-- What to do --
Beginning at the line containing "image; a box" in the material below and ending at the line containing "mod resolver_tests;", return each line exactly and add nothing.

-- Supplied material --
________________________

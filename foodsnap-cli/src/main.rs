// FoodSnap command line interface
// Identify food in a photo and look up its nutrition

use anyhow::{bail, Context};
use clap::{Parser, Subcommand};
use foodsnap_api::{AppConfig, FoodSnap};
use serde::Serialize;
use std::path::{Path, PathBuf};
use tracing::{debug, info};
use tracing_subscriber::EnvFilter;

#[derive(Parser)]
#[command(name = "foodsnap")]
#[command(about = "FoodSnap - food recognition and nutrition lookup", long_about = None)]
#[command(version)]
struct Cli {
    #[command(subcommand)]
    command: Commands,

    /// Configuration file (JSON, TOML or YAML)
    #[arg(long, short, global = true)]
    config: Option<PathBuf>,

    /// Log level (error, warn, info, debug, trace); RUST_LOG takes precedence
    #[arg(long, default_value = "warn", global = true)]
    log_level: String,

    /// Emit logs as JSON
    #[arg(long, global = true)]
    json_logs: bool,
}

#[derive(Subcommand)]
enum Commands {
    /// Identify the food in an image and resolve its nutrition
    Predict {
        /// Image file (JPEG or PNG)
        image: PathBuf,

        /// MIME type; guessed from the extension when omitted
        #[arg(long)]
        mime: Option<String>,

        /// Confidence threshold override
        #[arg(long, short)]
        threshold: Option<f32>,

        /// Model directory override
        #[arg(long, short)]
        model: Option<PathBuf>,

        /// Include the raw prediction (confidence, size, regions)
        #[arg(long, short)]
        detailed: bool,
    },

    /// Look up nutrition for a food name
    Nutrition {
        /// Food name, e.g. "paneer butter masala"
        food: String,
    },

    /// Show model and provider status
    Health,
}

#[derive(Serialize)]
struct DetailedOutput<'a> {
    prediction: &'a foodsnap_api::PredictionResult,
    response: &'a foodsnap_api::PredictionResponse,
}

fn init_logging(level: &str, json: bool) {
    let filter = EnvFilter::try_from_default_env().unwrap_or_else(|_| EnvFilter::new(level));
    let builder = tracing_subscriber::fmt()
        .with_env_filter(filter)
        .with_target(false)
        .with_writer(std::io::stderr);

    if json {
        builder.json().init();
    } else {
        builder.init();
    }
}

fn load_config(path: Option<&Path>) -> anyhow::Result<AppConfig> {
    let mut config = match path {
        Some(path) => AppConfig::from_file(path)?,
        None => AppConfig::default(),
    };
    config.apply_env();
    Ok(config)
}

fn guess_mime(path: &Path) -> anyhow::Result<&'static str> {
    let ext = path
        .extension()
        .and_then(|e| e.to_str())
        .map(str::to_ascii_lowercase);

    match ext.as_deref() {
        Some("jpg") | Some("jpeg") => Ok("image/jpeg"),
        Some("png") => Ok("image/png"),
        _ => bail!("Cannot infer image type of {:?}; pass --mime", path),
    }
}

fn print_json<T: Serialize>(value: &T) -> anyhow::Result<()> {
    println!("{}", serde_json::to_string_pretty(value)?);
    Ok(())
}

#[tokio::main]
async fn main() -> anyhow::Result<()> {
    let cli = Cli::parse();
    init_logging(&cli.log_level, cli.json_logs);

    let mut config = load_config(cli.config.as_deref())?;

    match cli.command {
        Commands::Predict {
            image,
            mime,
            threshold,
            model,
            detailed,
        } => {
            if let Some(threshold) = threshold {
                config.vision.confidence_threshold = threshold;
            }
            if let Some(model) = model {
                config.vision.model_path = Some(model);
            }

            let mime = match mime {
                Some(mime) => mime,
                None => guess_mime(&image)?.to_string(),
            };
            let bytes = std::fs::read(&image).with_context(|| format!("Failed to read {:?}", image))?;
            debug!("Read {} bytes from {:?} as {}", bytes.len(), image, mime);

            let app = FoodSnap::new(config)?;
            let analysis = match app.analyze_detailed(bytes, &mime).await {
                Ok(analysis) => analysis,
                Err(e) => {
                    eprintln!("{}", serde_json::to_string(&e.to_response())?);
                    bail!("Prediction failed with status {}", e.status_code());
                }
            };

            info!("Prediction {:?} complete", analysis.response.prediction_id);
            if detailed {
                print_json(&DetailedOutput {
                    prediction: &analysis.prediction,
                    response: &analysis.response,
                })?;
            } else {
                print_json(&analysis.response)?;
            }
        }

        Commands::Nutrition { food } => {
            let app = FoodSnap::new(config)?;
            print_json(&app.nutrition(&food).await)?;
        }

        Commands::Health => {
            let app = FoodSnap::new(config)?;
            print_json(&app.health())?;
        }
    }

    Ok(())
}
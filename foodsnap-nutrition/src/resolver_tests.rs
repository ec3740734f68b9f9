use crate::cache::NutritionCache;
use crate::config::{NutritionConfig, ProviderKind};
use crate::error::{NutritionError, Result};
use crate::providers::NutritionProvider;
use crate::resolver::NutritionResolver;
use async_trait::async_trait;
use foodsnap_core::{NutritionRecord, NutritionSource, UNKNOWN_SERVING};
use std::sync::atomic::{AtomicUsize, Ordering};
use std::sync::Arc;
use std::time::Duration;

enum Behavior {
    Hit(f64),
    Miss,
    Fail,
    Hang,
}

struct FakeProvider {
    name: &'static str,
    source: NutritionSource,
    configured: bool,
    behavior: Behavior,
    calls: Arc<AtomicUsize>,
}

impl FakeProvider {
    fn new(name: &'static str, source: NutritionSource, behavior: Behavior) -> (Self, Arc<AtomicUsize>) {
        let calls = Arc::new(AtomicUsize::new(0));
        let provider = Self {
            name,
            source,
            configured: true,
            behavior,
            calls: calls.clone(),
        };
        (provider, calls)
    }

    fn unconfigured(mut self) -> Self {
        self.configured = false;
        self
    }
}

#[async_trait]
impl NutritionProvider for FakeProvider {
    fn name(&self) -> &'static str {
        self.name
    }

    fn source(&self) -> NutritionSource {
        self.source
    }

    fn is_configured(&self) -> bool {
        self.configured
    }

    async fn lookup(&self, food_name: &str) -> Result<Option<NutritionRecord>> {
        self.calls.fetch_add(1, Ordering::SeqCst);
        match self.behavior {
            Behavior::Hit(calories) => Ok(Some(NutritionRecord::new(
                food_name,
                "1 serving",
                calories,
                4.0,
                30.0,
                2.0,
                self.source,
            ))),
            Behavior::Miss => Ok(None),
            Behavior::Fail => Err(NutritionError::Status {
                status: 500,
                body: "internal".to_string(),
            }),
            Behavior::Hang => {
                tokio::time::sleep(Duration::from_secs(60)).await;
                Ok(None)
            }
        }
    }
}

fn chain(providers: Vec<FakeProvider>) -> NutritionResolver {
    let boxed: Vec<Box<dyn NutritionProvider>> = providers
        .into_iter()
        .map(|p| Box::new(p) as Box<dyn NutritionProvider>)
        .collect();
    NutritionResolver::new(boxed, Duration::from_millis(100))
}

#[tokio::test]
async fn test_first_success_wins() {
    let (a, a_calls) = FakeProvider::new("a", NutritionSource::Edamam, Behavior::Miss);
    let (b, b_calls) = FakeProvider::new("b", NutritionSource::Usda, Behavior::Hit(130.0));
    let (c, c_calls) = FakeProvider::new("c", NutritionSource::Spoonacular, Behavior::Hit(999.0));

    let record = chain(vec![a, b, c]).resolve("rice").await;

    assert_eq!(record.source, NutritionSource::Usda);
    assert_eq!(record.calories, 130);
    assert_eq!(a_calls.load(Ordering::SeqCst), 1);
    assert_eq!(b_calls.load(Ordering::SeqCst), 1);
    assert_eq!(c_calls.load(Ordering::SeqCst), 0);
}

#[tokio::test]
async fn test_unconfigured_providers_are_skipped() {
    let (a, a_calls) = FakeProvider::new("a", NutritionSource::Edamam, Behavior::Hit(1.0));
    let (b, b_calls) = FakeProvider::new("b", NutritionSource::OpenFoodFacts, Behavior::Hit(128.0));

    let record = chain(vec![a.unconfigured(), b]).resolve("dal").await;

    assert_eq!(record.source, NutritionSource::OpenFoodFacts);
    assert_eq!(a_calls.load(Ordering::SeqCst), 0);
    assert_eq!(b_calls.load(Ordering::SeqCst), 1);
}

#[tokio::test]
async fn test_errors_and_timeouts_advance_the_chain() {
    let (a, _) = FakeProvider::new("a", NutritionSource::Edamam, Behavior::Fail);
    let (b, b_calls) = FakeProvider::new("b", NutritionSource::Usda, Behavior::Hang);
    let (c, c_calls) = FakeProvider::new("c", NutritionSource::Spoonacular, Behavior::Hit(470.0));

    let started = std::time::Instant::now();
    let record = chain(vec![a, b, c]).resolve("biryani").await;

    assert_eq!(record.source, NutritionSource::Spoonacular);
    assert_eq!(b_calls.load(Ordering::SeqCst), 1);
    assert_eq!(c_calls.load(Ordering::SeqCst), 1);
    assert!(started.elapsed() < Duration::from_secs(5));
}

#[tokio::test]
async fn test_exhausted_chain_is_not_found() {
    let (a, _) = FakeProvider::new("a", NutritionSource::Edamam, Behavior::Miss);
    let (b, _) = FakeProvider::new("b", NutritionSource::Usda, Behavior::Fail);

    let record = chain(vec![a, b]).resolve("mystery stew").await;

    assert!(record.is_not_found());
    assert_eq!(record.food, "mystery stew");
    assert_eq!(record.serving_size, UNKNOWN_SERVING);
    assert_eq!(record.calories, 0);
    assert_eq!(record.protein_g, 0.0);
}

#[tokio::test]
async fn test_empty_chain_is_not_found() {
    let record = chain(Vec::new()).resolve("rice").await;
    assert!(record.is_not_found());
}

#[tokio::test]
async fn test_blank_query_skips_providers() {
    let (a, a_calls) = FakeProvider::new("a", NutritionSource::Edamam, Behavior::Hit(1.0));
    let resolver = chain(vec![a]);

    assert!(resolver.resolve("").await.is_not_found());
    assert!(resolver.resolve("   ").await.is_not_found());
    assert_eq!(a_calls.load(Ordering::SeqCst), 0);
}

#[tokio::test]
async fn test_source_matches_provider() {
    // A provider cannot stamp another provider's tag on its record
    struct Mislabeled;

    #[async_trait]
    impl NutritionProvider for Mislabeled {
        fn name(&self) -> &'static str {
            "mislabeled"
        }
        fn source(&self) -> NutritionSource {
            NutritionSource::Spoonacular
        }
        fn is_configured(&self) -> bool {
            true
        }
        async fn lookup(&self, food_name: &str) -> Result<Option<NutritionRecord>> {
            Ok(Some(NutritionRecord::new(food_name, "1 serving", 10.0, 0.0, 0.0, 0.0, NutritionSource::Edamam)))
        }
    }

    let resolver = NutritionResolver::new(vec![Box::new(Mislabeled)], Duration::from_secs(1));
    assert_eq!(resolver.resolve("x").await.source, NutritionSource::Spoonacular);
}

#[tokio::test]
async fn test_cache_serves_repeat_lookups() {
    let (a, a_calls) = FakeProvider::new("a", NutritionSource::Usda, Behavior::Hit(130.0));
    let resolver = chain(vec![a]).with_cache(NutritionCache::new(
        16,
        Duration::from_secs(60),
        Duration::from_secs(60),
    ));

    let first = resolver.resolve("Rice").await;
    let second = resolver.resolve("  rice ").await;

    assert_eq!(first.calories, second.calories);
    assert_eq!(a_calls.load(Ordering::SeqCst), 1);
}

#[tokio::test]
async fn test_cache_hit_uses_current_spelling() {
    let (miss, miss_calls) = FakeProvider::new("a", NutritionSource::Usda, Behavior::Miss);
    let resolver = chain(vec![miss]).with_cache(NutritionCache::new(
        16,
        Duration::from_secs(60),
        Duration::from_secs(60),
    ));

    assert_eq!(resolver.resolve("Rice").await.food, "Rice");
    let second = resolver.resolve("rice").await;
    assert!(second.is_not_found());
    assert_eq!(second.food, "rice");
    assert_eq!(miss_calls.load(Ordering::SeqCst), 1);

    // echoed query names follow the caller too
    let (hit, _) = FakeProvider::new("b", NutritionSource::Spoonacular, Behavior::Hit(470.0));
    let resolver = chain(vec![hit]).with_cache(NutritionCache::new(
        16,
        Duration::from_secs(60),
        Duration::from_secs(60),
    ));
    resolver.resolve("Biryani").await;
    let cached = resolver.resolve("biryani").await;
    assert_eq!(cached.food, "biryani");
    assert_eq!(cached.calories, 470);
}

#[tokio::test]
async fn test_not_found_is_retried_after_short_ttl() {
    let (a, a_calls) = FakeProvider::new("a", NutritionSource::Usda, Behavior::Miss);
    let resolver = chain(vec![a]).with_cache(NutritionCache::new(
        16,
        Duration::from_secs(60),
        Duration::ZERO,
    ));

    resolver.resolve("mystery").await;
    resolver.resolve("mystery").await;
    assert_eq!(a_calls.load(Ordering::SeqCst), 2);
}

#[tokio::test]
async fn test_resolve_all_preserves_order() {
    let (a, _) = FakeProvider::new("a", NutritionSource::Usda, Behavior::Hit(100.0));
    let names = vec!["naan".to_string(), "dal".to_string()];

    let records = chain(vec![a]).resolve_all(&names).await;

    assert_eq!(records.len(), 2);
    assert_eq!(records[0].food, "naan");
    assert_eq!(records[1].food, "dal");
}

#[test]
fn test_from_config_follows_provider_order() {
    let config = NutritionConfig {
        usda_api_key: Some("usda-test-key".to_string()),
        provider_order: vec![ProviderKind::OpenFoodFacts, ProviderKind::Usda, ProviderKind::Edamam],
        ..NutritionConfig::default()
    };

    let resolver = NutritionResolver::from_config(&config).unwrap();
    assert_eq!(resolver.provider_names(), vec!["open_food_facts", "usda", "edamam"]);
    assert_eq!(resolver.configured_providers(), vec!["open_food_facts", "usda"]);
    assert_eq!(resolver.timeout(), Duration::from_secs(5));
}

#[test]
fn test_from_config_rejects_invalid() {
    let config = NutritionConfig {
        provider_timeout_secs: 0,
        ..NutritionConfig::default()
    };
    assert!(matches!(
        NutritionResolver::from_config(&config),
        Err(NutritionError::Config(_))
    ));
}
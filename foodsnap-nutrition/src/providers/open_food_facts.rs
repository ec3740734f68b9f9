use crate::error::Result;
use crate::providers::trait_impl::NutritionProvider;
use crate::providers::{fetch_json, first, number, text_or};
use async_trait::async_trait;
use foodsnap_core::{NutritionRecord, NutritionSource};
use reqwest::Client;
use serde_json::Value;
use tracing::debug;

/// Open Food Facts product search. Needs no credential, only a User-Agent.
pub struct OpenFoodFactsProvider {
    enabled: bool,
    user_agent: String,
    client: Client,
    base_url: String,
}

impl OpenFoodFactsProvider {
    pub fn new(client: Client, enabled: bool, user_agent: impl Into<String>) -> Self {
        Self {
            enabled,
            user_agent: user_agent.into(),
            client,
            base_url: "https://world.openfoodfacts.org".to_string(),
        }
    }

    pub fn with_base_url(mut self, base_url: impl Into<String>) -> Self {
        self.base_url = base_url.into().trim_end_matches('/').to_string();
        self
    }

    fn map_response(json: &Value, query: &str) -> Option<NutritionRecord> {
        let product = first(json, "products")?;
        let nutriments = product.get("nutriments");
        let field = |name: &str| nutriments.and_then(|n| n.get(name));

        Some(NutritionRecord::new(
            text_or(product, "product_name", query),
            "100g",
            number(field("energy-kcal_100g")),
            number(field("proteins_100g")),
            number(field("carbohydrates_100g")),
            number(field("fat_100g")),
            NutritionSource::OpenFoodFacts,
        ))
    }
}

#[async_trait]
impl NutritionProvider for OpenFoodFactsProvider {
    fn name(&self) -> &'static str {
        "open_food_facts"
    }

    fn source(&self) -> NutritionSource {
        NutritionSource::OpenFoodFacts
    }

    fn is_configured(&self) -> bool {
        self.enabled
    }

    async fn lookup(&self, food_name: &str) -> Result<Option<NutritionRecord>> {
        debug!("Querying Open Food Facts for {:?}", food_name);

        let url = format!("{}/cgi/search.pl", self.base_url);
        let request = self
            .client
            .get(&url)
            .header(reqwest::header::USER_AGENT, self.user_agent.as_str())
            .query(&[
                ("search_terms", food_name),
                ("search_simple", "1"),
                ("action", "process"),
                ("json", "1"),
                ("page_size", "1"),
            ]);

        let json = fetch_json(request).await?;
        Ok(Self::map_response(&json, food_name))
    }
}
//! Image decoding and model input preparation

use crate::error::{Result, VisionError};
use crate::models::DetectionBox;
use image::imageops::{self, FilterType};
use image::{ImageFormat, RgbImage};
use std::path::Path;
use tracing::debug;

/// Largest decoded image accepted (pixels)
const MAX_PIXELS: u64 = 100_000_000;

/// ImageNet channel statistics
pub const IMAGENET_MEAN: [f32; 3] = [0.485, 0.456, 0.406];
pub const IMAGENET_STD: [f32; 3] = [0.229, 0.224, 0.225];

/// MIME types the pipeline decodes
pub const ACCEPTED_MIME_TYPES: &[&str] = &["image/jpeg", "image/jpg", "image/png"];

/// How the image is brought to the model's input size
#[derive(Debug, Clone, Copy, PartialEq)]
pub enum ResizeMode {
    /// Resize straight to the target size, ignoring aspect ratio
    Stretch,
    /// Resize the shorter side to `scale * target`, then center-crop
    ShorterSideThenCenterCrop { scale: f32 },
}

/// Per-channel normalization applied after scaling to `[0, 1]`
#[derive(Debug, Clone, Copy, PartialEq)]
pub enum Normalization {
    /// Divide by 255 only
    Scale255,
    /// `(x / 255 - mean) / std`
    MeanStd { mean: [f32; 3], std: [f32; 3] },
}

/// Input contract of a model
#[derive(Debug, Clone, Copy, PartialEq)]
pub struct InputSpec {
    pub width: u32,
    pub height: u32,
    pub resize: ResizeMode,
    pub normalization: Normalization,
}

impl InputSpec {
    /// 224x224 stretched input scaled to `[0, 1]` (Keras-style classifier)
    pub fn keras_224() -> Self {
        Self {
            width: 224,
            height: 224,
            resize: ResizeMode::Stretch,
            normalization: Normalization::Scale255,
        }
    }

    /// EfficientNet input: shorter side to 1.1x, center crop, ImageNet stats
    pub fn efficientnet(size: u32) -> Self {
        Self {
            width: size,
            height: size,
            resize: ResizeMode::ShorterSideThenCenterCrop { scale: 1.1 },
            normalization: Normalization::MeanStd {
                mean: IMAGENET_MEAN,
                std: IMAGENET_STD,
            },
        }
    }

    /// YOLO-style detector input
    pub fn yolo(size: u32) -> Self {
        Self {
            width: size,
            height: size,
            resize: ResizeMode::Stretch,
            normalization: Normalization::Scale255,
        }
    }
}

/// Dense NCHW float tensor
#[derive(Debug, Clone, PartialEq)]
pub struct Tensor {
    pub shape: [usize; 4],
    pub data: Vec<f32>,
}

/// Decodes raw images and prepares model inputs. Stateless.
#[derive(Debug, Clone, Copy, Default)]
pub struct ImagePreprocessor;

impl ImagePreprocessor {
    /// Decode uploaded bytes with the declared MIME type
    pub fn decode(bytes: &[u8], mime: &str) -> Result<RgbImage> {
        let format = Self::format_for_mime(mime)?;

        if bytes.is_empty() {
            return Err(VisionError::Decode("Empty image payload".to_string()));
        }

        let image = image::load_from_memory_with_format(bytes, format)
            .map_err(|e| VisionError::Decode(format!("Failed to decode {}: {}", mime, e)))?;

        Self::check_dimensions(image.width(), image.height())?;
        debug!("Decoded {} image {}x{}", mime, image.width(), image.height());
        Ok(image.to_rgb8())
    }

    /// Decode an image file, guessing the format from its content
    pub fn open(path: &Path) -> Result<RgbImage> {
        let bytes = std::fs::read(path)?;
        let image = image::load_from_memory(&bytes)
            .map_err(|e| VisionError::Decode(format!("Failed to decode {:?}: {}", path, e)))?;

        Self::check_dimensions(image.width(), image.height())?;
        Ok(image.to_rgb8())
    }

    /// Map a MIME type to the decoder format
    pub fn format_for_mime(mime: &str) -> Result<ImageFormat> {
        match mime.trim().to_ascii_lowercase().as_str() {
            "image/jpeg" | "image/jpg" => Ok(ImageFormat::Jpeg),
            "image/png" => Ok(ImageFormat::Png),
            other => Err(VisionError::UnsupportedMediaType(format!(
                "{} (accepted: {})",
                other,
                ACCEPTED_MIME_TYPES.join(", ")
            ))),
        }
    }

    fn check_dimensions(width: u32, height: u32) -> Result<()> {
        if width == 0 || height == 0 {
            return Err(VisionError::Decode("Image has zero dimension".to_string()));
        }
        if u64::from(width) * u64::from(height) > MAX_PIXELS {
            return Err(VisionError::Decode(format!(
                "Image too large: {}x{} (max 100M pixels)",
                width, height
            )));
        }
        Ok(())
    }

    /// Resize/crop to the input geometry. Fails when the aspect ratio is
    /// too extreme to scale the shorter side within the pixel limit.
    pub fn fit(image: &RgbImage, spec: &InputSpec) -> Result<RgbImage> {
        match spec.resize {
            ResizeMode::Stretch => Ok(imageops::resize(
                image,
                spec.width,
                spec.height,
                FilterType::Triangle,
            )),
            ResizeMode::ShorterSideThenCenterCrop { scale } => {
                let (w, h) = image.dimensions();
                let target_short = ((spec.width.max(spec.height) as f32) * scale.max(1.0)).round() as u32;
                let (new_w, new_h) = if w <= h {
                    let new_h = scale_long_side(h, w, target_short)?;
                    (target_short, new_h.max(spec.height))
                } else {
                    let new_w = scale_long_side(w, h, target_short)?;
                    (new_w.max(spec.width), target_short)
                };
                if u64::from(new_w) * u64::from(new_h) > MAX_PIXELS {
                    return Err(VisionError::Decode(format!(
                        "Aspect ratio of {}x{} is too extreme to resize",
                        w, h
                    )));
                }
                let resized = imageops::resize(image, new_w, new_h, FilterType::Triangle);
                let x = (new_w - spec.width) / 2;
                let y = (new_h - spec.height) / 2;
                Ok(imageops::crop_imm(&resized, x, y, spec.width, spec.height).to_image())
            }
        }
    }

    /// Produce a `[1, 3, H, W]` tensor for this input shape
    pub fn to_tensor(image: &RgbImage, spec: &InputSpec) -> Result<Tensor> {
        let fitted = Self::fit(image, spec)?;
        let (w, h) = (spec.width as usize, spec.height as usize);
        let plane = w * h;
        let mut data = vec![0.0f32; 3 * plane];

        for (x, y, pixel) in fitted.enumerate_pixels() {
            let offset = y as usize * w + x as usize;
            for c in 0..3 {
                let scaled = pixel[c] as f32 / 255.0;
                data[c * plane + offset] = match spec.normalization {
                    Normalization::Scale255 => scaled,
                    Normalization::MeanStd { mean, std } => (scaled - mean[c]) / std[c],
                };
            }
        }

        Ok(Tensor {
            shape: [1, 3, h, w],
            data,
        })
    }

    /// Cut a detection box out of the image. Coordinates are clamped to the
    /// image; a box with no area after clamping yields `None`.
    pub fn crop(image: &RgbImage, bbox: &DetectionBox) -> Option<RgbImage> {
        let (w, h) = image.dimensions();
        let clamp = |v: f32, max: u32| -> u32 {
            if v.is_finite() {
                v.max(0.0).min(max as f32) as u32
            } else {
                0
            }
        };

        let x1 = clamp(bbox.x1.min(bbox.x2), w);
        let x2 = clamp(bbox.x1.max(bbox.x2), w);
        let y1 = clamp(bbox.y1.min(bbox.y2), h);
        let y2 = clamp(bbox.y1.max(bbox.y2), h);

        if x2 <= x1 || y2 <= y1 {
            return None;
        }

        Some(imageops::crop_imm(image, x1, y1, x2 - x1, y2 - y1).to_image())
    }
}

/// `long * target / short` as a pixel length
fn scale_long_side(long: u32, short: u32, target: u32) -> Result<u32> {
    let scaled = u64::from(long) * u64::from(target) / u64::from(short.max(1));
    u32::try_from(scaled).map_err(|_| {
        VisionError::Decode(format!("Resized side of {} pixels does not fit", scaled))
    })
}
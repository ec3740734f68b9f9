//! foodsnap-nutrition: nutrition lookup for recognised foods
//!
//! Queries an ordered chain of external providers (Edamam, USDA FoodData
//! Central, Spoonacular, Open Food Facts) and normalizes the first usable
//! answer into a [`foodsnap_core::NutritionRecord`]. Resolution never fails;
//! when every provider comes up empty the record is tagged "Not Found".

pub mod cache;
pub mod config;
pub mod error;
pub mod providers;
pub mod resolver;

#[cfg(test)]
mod resolver_tests;

pub use cache::NutritionCache;
pub use config::{NutritionConfig, ProviderEndpoints, ProviderKind};
pub use error::{NutritionError, Result};
pub use providers::NutritionProvider;
pub use resolver::NutritionResolver;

________________________

-- Answer to this task --
    /// image; a box with no area after clamping yields `None`.
    pub fn crop(image: &RgbImage, bbox: &DetectionBox) -> Option<RgbImage> {
        let (w, h) = image.dimensions();
        let clamp = |v: f32, max: u32| -> u32 {
            if v.is_finite() {
                v.max(0.0).min(max as f32) as u32
            } else {
                0
            }
        };

        let x1 = clamp(bbox.x1.min(bbox.x2), w);
        let x2 = clamp(bbox.x1.max(bbox.x2), w);
        let y1 = clamp(bbox.y1.min(bbox.y2), h);
        let y2 = clamp(bbox.y1.max(bbox.y2), h);

        if x2 <= x1 || y2 <= y1 {
            return None;
        }

        Some(imageops::crop_imm(image, x1, y1, x2 - x1, y2 - y1).to_image())
    }
}

/// `long * target / short` as a pixel length
fn scale_long_side(long: u32, short: u32, target: u32) -> Result<u32> {
    let scaled = u64::from(long) * u64::from(target) / u64::from(short.max(1));
    u32::try_from(scaled).map_err(|_| {
        VisionError::Decode(format!("Resized side of {} pixels does not fit", scaled))
    })
}
repository ec3740734f68b9f9
//! foodsnap-nutrition: nutrition lookup for recognised foods
//!
//! Queries an ordered chain of external providers (Edamam, USDA FoodData
//! Central, Spoonacular, Open Food Facts) and normalizes the first usable
//! answer into a [`foodsnap_core::NutritionRecord`]. Resolution never fails;
//! when every provider comes up empty the record is tagged "Not Found".

pub mod cache;
pub mod config;
pub mod error;
pub mod providers;
pub mod resolver;

#[cfg(test)]
mod resolver_tests;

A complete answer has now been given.